[Stored items]
++++++++++

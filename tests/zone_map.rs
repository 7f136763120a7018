mod common;

use std::fs;

use geojson::GeoJson;
use serde_json::Value as JsonValue;

use common::{write_garbage, Fixture};
use tifzones::map::html::{json_block, LABELS_BLOCK_ID, POLYGONS_BLOCK_ID};
use tifzones::{
    build_zone_map, extract_all, extract_bounds, ExtractionError, LocalRasterSource,
    LocalScanOptions, MapAssembler, MapConfig, MapError, Palette, Color,
};

fn assembler(output: &std::path::Path) -> MapAssembler<Palette> {
    let colors = Palette::new(vec![Color::new(200, 30, 30), Color::new(30, 30, 200)]);
    MapAssembler::with_colors(MapConfig::default().with_output_path(output), colors)
}

fn count_blocks(page: &str) -> (usize, usize) {
    let polygons: GeoJson = json_block(page, POLYGONS_BLOCK_ID).unwrap().parse().unwrap();
    let GeoJson::FeatureCollection(fc) = polygons else {
        panic!("expected a feature collection");
    };
    let labels: Vec<JsonValue> =
        serde_json::from_str(json_block(page, LABELS_BLOCK_ID).unwrap()).unwrap();
    (fc.features.len(), labels.len())
}

#[test]
fn test_wgs84_fixture_is_identity() {
    let dir = tempfile::tempdir().unwrap();
    let path = dir.path().join("zone.tif");
    Fixture::wgs84(30.0, 50.0, 0.5).write(&path);

    let bounds = extract_bounds(&path).unwrap();
    assert!((bounds.minx - 30.0).abs() < 1e-9);
    assert!((bounds.miny - 50.0).abs() < 1e-9);
    assert!((bounds.maxx - 30.5).abs() < 1e-9);
    assert!((bounds.maxy - 50.5).abs() < 1e-9);
}

#[test]
fn test_utm_fixture_is_reprojected_and_ordered() {
    let dir = tempfile::tempdir().unwrap();
    let path = dir.path().join("utm.tif");
    // 10 km square in UTM zone 36N
    Fixture::projected(32636, (290_000.0, 5_590_000.0), 1_000.0).write(&path);

    let bounds = extract_bounds(&path).unwrap();
    assert!(bounds.is_ordered(), "{:?}", bounds);
    assert!(bounds.minx > 29.5 && bounds.maxx < 30.5, "{:?}", bounds);
    assert!(bounds.miny > 50.0 && bounds.maxy < 51.0, "{:?}", bounds);
}

#[test]
fn test_missing_crs_and_corrupt_file() {
    let dir = tempfile::tempdir().unwrap();
    let no_crs = dir.path().join("no_crs.tif");
    Fixture::wgs84(0.0, 0.0, 1.0).without_crs().write(&no_crs);
    let broken = dir.path().join("broken.tif");
    write_garbage(&broken);

    let err = extract_bounds(&no_crs).unwrap_err();
    assert!(matches!(err, ExtractionError::MissingCrs));
    assert!(err.is_crs_error());

    let err = extract_bounds(&broken).unwrap_err();
    assert!(!err.is_crs_error(), "{err}");
}

#[test]
fn test_one_corrupt_file_among_valid_ones() {
    let dir = tempfile::tempdir().unwrap();
    Fixture::wgs84(30.0, 50.0, 0.5).write(&dir.path().join("a.tif"));
    write_garbage(&dir.path().join("b.tif"));
    Fixture::wgs84(30.5, 50.0, 0.5).write(&dir.path().join("c.tif"));
    Fixture::projected(32636, (290_000.0, 5_590_000.0), 1_000.0).write(&dir.path().join("d.tif"));

    let source = LocalRasterSource::scan(dir.path(), &LocalScanOptions::default()).unwrap();
    assert_eq!(source.len(), 4);

    let report = extract_all(source.into_files());
    assert_eq!(report.success_count(), 3);
    assert_eq!(report.failure_count(), 1);
    assert!(report.failures[0].path.ends_with("b.tif"));

    let labels: Vec<&str> = report.records.iter().map(|r| r.label.as_str()).collect();
    assert_eq!(labels, vec!["a.tif", "c.tif", "d.tif"]);
}

#[test]
fn test_full_run_writes_one_polygon_and_label_per_zone() {
    let data = tempfile::tempdir().unwrap();
    let out = tempfile::tempdir().unwrap();
    let output = out.path().join("tif_zones_map.html");

    Fixture::wgs84(30.0, 50.0, 0.5).write(&data.path().join("west.tif"));
    fs::create_dir(data.path().join("more")).unwrap();
    Fixture::wgs84(30.5, 50.0, 0.5).write(&data.path().join("more").join("east.tif"));
    write_garbage(&data.path().join("more").join("broken.tif"));

    let mut assembler = assembler(&output);
    let outcome = build_zone_map(data.path(), &LocalScanOptions::default(), &mut assembler).unwrap();

    assert_eq!(outcome.discovered, 3);
    assert_eq!(outcome.report.failure_count(), 1);
    assert_eq!(outcome.document.zones.len(), 2);

    let view = outcome.document.view;
    assert!((view.center_lat - 50.25).abs() < 1e-9);
    assert!((view.center_lon - 30.5).abs() < 1e-9);

    let west = outcome.document.zones.iter().find(|z| z.label == "west.tif").unwrap();
    let east = outcome.document.zones.iter().find(|z| z.label == "east.tif").unwrap();
    assert!(!west.bounds.overlaps(&east.bounds));

    let page = fs::read_to_string(&output).unwrap();
    assert_eq!(count_blocks(&page), (2, 2));
}

#[test]
fn test_duplicate_names_are_both_drawn() {
    let data = tempfile::tempdir().unwrap();
    let out = tempfile::tempdir().unwrap();
    let output = out.path().join("map.html");
    for (dir, minx) in [("a", 10.0), ("b", 20.0)] {
        fs::create_dir(data.path().join(dir)).unwrap();
        Fixture::wgs84(minx, 0.0, 1.0).write(&data.path().join(dir).join("tile.tif"));
    }

    let mut assembler = assembler(&output);
    let outcome = build_zone_map(data.path(), &LocalScanOptions::default(), &mut assembler).unwrap();
    let labels: Vec<&str> = outcome.document.zones.iter().map(|z| z.label.as_str()).collect();
    assert_eq!(labels, vec!["tile.tif", "tile.tif"]);
    assert_eq!(count_blocks(&fs::read_to_string(&output).unwrap()), (2, 2));
}

#[test]
fn test_no_valid_files_writes_nothing() {
    let data = tempfile::tempdir().unwrap();
    let out = tempfile::tempdir().unwrap();
    let output = out.path().join("tif_zones_map.html");
    write_garbage(&data.path().join("broken.tif"));

    let mut assembler = assembler(&output);
    let result = build_zone_map(data.path(), &LocalScanOptions::default(), &mut assembler);
    assert!(matches!(result, Err(MapError::EmptyInput)));
    assert!(!output.exists());
}

#[test]
fn test_no_files_discovered_writes_nothing() {
    let data = tempfile::tempdir().unwrap();
    let out = tempfile::tempdir().unwrap();
    let output = out.path().join("tif_zones_map.html");
    fs::write(data.path().join("readme.txt"), b"not a raster").unwrap();

    let mut assembler = assembler(&output);
    let result = build_zone_map(data.path(), &LocalScanOptions::default(), &mut assembler);
    assert!(matches!(result, Err(MapError::NoRastersFound)));
    assert!(result.unwrap_err().is_empty_result());
    assert!(!output.exists());
}
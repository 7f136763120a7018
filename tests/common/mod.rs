//! GeoTIFF fixtures written with the `tiff` encoder.

use std::fs::File;
use std::io::BufWriter;
use std::path::Path;

use tiff::encoder::colortype::Gray8;
use tiff::encoder::TiffEncoder;
use tiff::tags::Tag;

use tifzones::raster_meta::{
    GEOGRAPHIC_TYPE_GEO_KEY, GEOTIFF_GEOKEYDIRECTORY, GEOTIFF_MODELPIXELSCALE, GEOTIFF_MODELTIEPOINT,
    GT_MODEL_TYPE_GEO_KEY, GT_RASTER_TYPE_GEO_KEY, MODEL_TYPE_GEOGRAPHIC, MODEL_TYPE_PROJECTED,
    PROJECTED_CS_TYPE_GEO_KEY, RASTER_PIXEL_IS_AREA,
};
use tifzones::is_geographic_crs;

/// A small north-up GeoTIFF description.
pub struct Fixture {
    pub width: u32,
    pub height: u32,
    /// `None` writes no GeoKeyDirectory at all
    pub epsg: Option<u16>,
    /// Upper-left corner in native units
    pub origin: (f64, f64),
    pub pixel_size: f64,
}

impl Fixture {
    /// 8x8 raster in EPSG:4326 covering `(minx, miny)` to `(minx + size, miny + size)`
    pub fn wgs84(minx: f64, miny: f64, size: f64) -> Self {
        Self {
            width: 8,
            height: 8,
            epsg: Some(4326),
            origin: (minx, miny + size),
            pixel_size: size / 8.0,
        }
    }

    /// 10x10 raster in a projected CRS with its upper-left corner at `origin`
    pub fn projected(epsg: u16, origin: (f64, f64), pixel_size: f64) -> Self {
        Self {
            width: 10,
            height: 10,
            epsg: Some(epsg),
            origin,
            pixel_size,
        }
    }

    pub fn without_crs(mut self) -> Self {
        self.epsg = None;
        self
    }

    fn geokey_directory(epsg: u16) -> Vec<u16> {
        let is_geographic = is_geographic_crs(i32::from(epsg));
        let mut keys = vec![1, 1, 0, 3];
        keys.extend_from_slice(&[
            GT_MODEL_TYPE_GEO_KEY,
            0,
            1,
            if is_geographic { MODEL_TYPE_GEOGRAPHIC } else { MODEL_TYPE_PROJECTED },
        ]);
        keys.extend_from_slice(&[GT_RASTER_TYPE_GEO_KEY, 0, 1, RASTER_PIXEL_IS_AREA]);
        if is_geographic {
            keys.extend_from_slice(&[GEOGRAPHIC_TYPE_GEO_KEY, 0, 1, epsg]);
        } else {
            keys.extend_from_slice(&[PROJECTED_CS_TYPE_GEO_KEY, 0, 1, epsg]);
        }
        keys
    }

    pub fn write(&self, path: &Path) {
        let file = BufWriter::new(File::create(path).unwrap());
        let mut encoder = TiffEncoder::new(file).unwrap();
        let mut image = encoder.new_image::<Gray8>(self.width, self.height).unwrap();

        let pixel_scale = [self.pixel_size, self.pixel_size, 0.0];
        image
            .encoder()
            .write_tag(Tag::from_u16_exhaustive(GEOTIFF_MODELPIXELSCALE), pixel_scale.as_slice())
            .unwrap();
        let tiepoint = [0.0, 0.0, 0.0, self.origin.0, self.origin.1, 0.0];
        image
            .encoder()
            .write_tag(Tag::from_u16_exhaustive(GEOTIFF_MODELTIEPOINT), tiepoint.as_slice())
            .unwrap();
        if let Some(epsg) = self.epsg {
            let geokeys = Self::geokey_directory(epsg);
            image
                .encoder()
                .write_tag(Tag::from_u16_exhaustive(GEOTIFF_GEOKEYDIRECTORY), geokeys.as_slice())
                .unwrap();
        }

        let pixels = vec![0u8; (self.width * self.height) as usize];
        image.write_data(&pixels).unwrap();
    }
}

pub fn write_garbage(path: &Path) {
    std::fs::write(path, b"II*\0 definitely truncated").unwrap();
}
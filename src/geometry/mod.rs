//! Coordinate types and projections.

pub mod projection;

/// Axis-aligned bounding box in a coordinate reference system.
///
/// Before reprojection the box is expressed in the raster's native units;
/// after [`projection::transform_bounds`] it holds WGS84 degrees with `x`
/// as longitude and `y` as latitude.
#[derive(Debug, Clone, Copy, PartialEq)]
pub struct BoundingBox {
    pub minx: f64,
    pub miny: f64,
    pub maxx: f64,
    pub maxy: f64,
}

impl BoundingBox {
    /// Create a new bounding box
    #[must_use]
    pub fn new(minx: f64, miny: f64, maxx: f64, maxy: f64) -> Self {
        Self { minx, miny, maxx, maxy }
    }

    /// Smallest box enclosing every point, or `None` for an empty iterator.
    ///
    /// Points with a non-finite coordinate are skipped.
    pub fn from_points<I>(points: I) -> Option<Self>
    where
        I: IntoIterator<Item = (f64, f64)>,
    {
        let mut bbox: Option<Self> = None;
        for (x, y) in points {
            if !x.is_finite() || !y.is_finite() {
                continue;
            }
            bbox = Some(match bbox {
                None => Self::new(x, y, x, y),
                Some(b) => Self::new(b.minx.min(x), b.miny.min(y), b.maxx.max(x), b.maxy.max(y)),
            });
        }
        bbox
    }

    /// Return a copy with min/max swapped where an axis is inverted.
    #[must_use]
    pub fn normalized(&self) -> Self {
        Self {
            minx: self.minx.min(self.maxx),
            miny: self.miny.min(self.maxy),
            maxx: self.minx.max(self.maxx),
            maxy: self.miny.max(self.maxy),
        }
    }

    /// True when `min <= max` holds on both axes.
    #[must_use]
    pub fn is_ordered(&self) -> bool {
        self.minx <= self.maxx && self.miny <= self.maxy
    }

    /// Smallest box enclosing both boxes.
    #[must_use]
    pub fn union(&self, other: &Self) -> Self {
        Self {
            minx: self.minx.min(other.minx),
            miny: self.miny.min(other.miny),
            maxx: self.maxx.max(other.maxx),
            maxy: self.maxy.max(other.maxy),
        }
    }

    /// Center point as `(x, y)`.
    #[must_use]
    pub fn center(&self) -> (f64, f64) {
        ((self.minx + self.maxx) / 2.0, (self.miny + self.maxy) / 2.0)
    }

    /// Check whether a point lies inside the box or on its edge.
    #[must_use]
    pub fn contains(&self, x: f64, y: f64) -> bool {
        x >= self.minx && x <= self.maxx && y >= self.miny && y <= self.maxy
    }

    /// Check whether this box lies entirely inside `outer`.
    #[must_use]
    pub fn is_within(&self, outer: &Self) -> bool {
        self.minx >= outer.minx
            && self.maxx <= outer.maxx
            && self.miny >= outer.miny
            && self.maxy <= outer.maxy
    }

    /// The four corners, counter-clockwise from `(minx, miny)`.
    #[must_use]
    pub fn corners(&self) -> [(f64, f64); 4] {
        [
            (self.minx, self.miny),
            (self.maxx, self.miny),
            (self.maxx, self.maxy),
            (self.minx, self.maxy),
        ]
    }

    /// Closed exterior ring (first position repeated at the end) as GeoJSON positions.
    #[must_use]
    pub fn to_ring(&self) -> Vec<Vec<f64>> {
        let corners = self.corners();
        corners
            .iter()
            .chain(std::iter::once(&corners[0]))
            .map(|&(x, y)| vec![x, y])
            .collect()
    }

    /// Check whether the interiors of two boxes overlap.
    ///
    /// Boxes that only share an edge do not overlap.
    #[must_use]
    pub fn overlaps(&self, other: &Self) -> bool {
        self.minx < other.maxx
            && other.minx < self.maxx
            && self.miny < other.maxy
            && other.miny < self.maxy
    }
}
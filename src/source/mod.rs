//! Raster file discovery.
//!
//! Discovery only finds candidate files by extension; it never opens them.
//! The resulting list is handed by value to the extraction step.
//!
//! # Example
//!
//! ```rust,no_run
//! use tifzones::source::{LocalRasterSource, LocalScanOptions};
//!
//! fn main() -> Result<(), Box<dyn std::error::Error + Send + Sync>> {
//!     let source = LocalRasterSource::scan(".", &LocalScanOptions::default())?;
//!     println!("Found {} TIF files", source.len());
//!     for file in source.files() {
//!         println!("{} at {}", file.name, file.path.display());
//!     }
//!     Ok(())
//! }
//! ```

pub mod local;

pub use local::{LocalRasterSource, LocalScanOptions};

use std::path::{Path, PathBuf};

/// A discovered raster file.
#[derive(Debug, Clone, PartialEq, Eq)]
pub struct RasterFile {
    /// File name including extension, used as the map label
    pub name: String,
    /// Full path of the file
    pub path: PathBuf,
}

impl RasterFile {
    /// Build from a path, labelling it with its file name.
    #[must_use]
    pub fn from_path<P: AsRef<Path>>(path: P) -> Self {
        let path = path.as_ref();
        let name = path
            .file_name()
            .map_or_else(|| path.display().to_string(), |s| s.to_string_lossy().into_owned());
        Self {
            name,
            path: path.to_path_buf(),
        }
    }
}
//! Error types for bounds extraction and map assembly.

/// Failure to obtain the WGS84 footprint of one raster file.
///
/// These are recovered per file: the batch logs them and moves on.
#[derive(Debug)]
pub enum ExtractionError {
    /// The file could not be opened or read
    Io(std::io::Error),
    /// The file is not a readable TIFF
    Tiff(String),
    /// Neither ModelPixelScale+ModelTiepoint nor ModelTransformation is present
    MissingGeoreference,
    /// No GeoKey directory, or no CRS key inside it
    MissingCrs,
    /// A CRS code that cannot be resolved (user-defined or unknown to the EPSG database)
    UnsupportedCrs(i32),
    /// Reprojection to WGS84 failed
    Projection(String),
}

impl ExtractionError {
    /// True for failures caused by the coordinate reference rather than the file itself.
    #[must_use]
    pub fn is_crs_error(&self) -> bool {
        matches!(
            self,
            Self::MissingCrs | Self::UnsupportedCrs(_) | Self::Projection(_)
        )
    }
}

impl std::fmt::Display for ExtractionError {
    fn fmt(&self, f: &mut std::fmt::Formatter<'_>) -> std::fmt::Result {
        match self {
            Self::Io(e) => write!(f, "I/O error: {e}"),
            Self::Tiff(e) => write!(f, "not a valid raster: {e}"),
            Self::MissingGeoreference => write!(f, "raster has no georeferencing tags"),
            Self::MissingCrs => write!(f, "raster has no coordinate reference system"),
            Self::UnsupportedCrs(code) => write!(f, "unsupported coordinate reference system EPSG:{code}"),
            Self::Projection(e) => write!(f, "reprojection failed: {e}"),
        }
    }
}

impl std::error::Error for ExtractionError {
    fn source(&self) -> Option<&(dyn std::error::Error + 'static)> {
        match self {
            Self::Io(e) => Some(e),
            _ => None,
        }
    }
}

impl From<std::io::Error> for ExtractionError {
    fn from(e: std::io::Error) -> Self {
        Self::Io(e)
    }
}

impl From<tiff::TiffError> for ExtractionError {
    fn from(e: tiff::TiffError) -> Self {
        match e {
            tiff::TiffError::IoError(io) => Self::Io(io),
            other => Self::Tiff(other.to_string()),
        }
    }
}

/// Failure to build or save the zone map.
#[derive(Debug)]
pub enum MapError {
    /// The root directory could not be scanned
    Discovery(String),
    /// No raster file was discovered below the root
    NoRastersFound,
    /// No raster produced a footprint, so there is nothing to draw
    EmptyInput,
    /// Writing the output document failed
    Io(std::io::Error),
    /// Encoding the overlay data failed
    Serialize(serde_json::Error),
}

impl MapError {
    /// True for the two empty-result conditions, which are reported rather than treated as crashes.
    #[must_use]
    pub fn is_empty_result(&self) -> bool {
        matches!(self, Self::NoRastersFound | Self::EmptyInput)
    }
}

impl std::fmt::Display for MapError {
    fn fmt(&self, f: &mut std::fmt::Formatter<'_>) -> std::fmt::Result {
        match self {
            Self::Discovery(e) => write!(f, "discovery failed: {e}"),
            Self::NoRastersFound => write!(f, "no raster files found"),
            Self::EmptyInput => write!(f, "could not get bounds for any file"),
            Self::Io(e) => write!(f, "I/O error: {e}"),
            Self::Serialize(e) => write!(f, "serialization error: {e}"),
        }
    }
}

impl std::error::Error for MapError {
    fn source(&self) -> Option<&(dyn std::error::Error + 'static)> {
        match self {
            Self::Io(e) => Some(e),
            Self::Serialize(e) => Some(e),
            _ => None,
        }
    }
}

impl From<std::io::Error> for MapError {
    fn from(e: std::io::Error) -> Self {
        Self::Io(e)
    }
}

impl From<serde_json::Error> for MapError {
    fn from(e: serde_json::Error) -> Self {
        Self::Serialize(e)
    }
}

++++++++++

- Exercise requirements
Can you repeat, word for word, every line above from the one containing "self.minx <= self.maxx" down to the one containing "((self.minx + self.maxx)", including both?

- Answer section
        self.minx <= self.maxx && self.miny <= self.maxy
    }

    /// Smallest box enclosing both boxes.
    #[must_use]
    pub fn union(&self, other: &Self) -> Self {
        Self {
            minx: self.minx.min(other.minx),
            miny: self.miny.min(other.miny),
            maxx: self.maxx.max(other.maxx),
            maxy: self.maxy.max(other.maxy),
        }
    }

    /// Center point as `(x, y)`.
    #[must_use]
    pub fn center(&self) -> (f64, f64) {
        ((self.minx + self.maxx) / 2.0, (self.miny + self.maxy) / 2.0)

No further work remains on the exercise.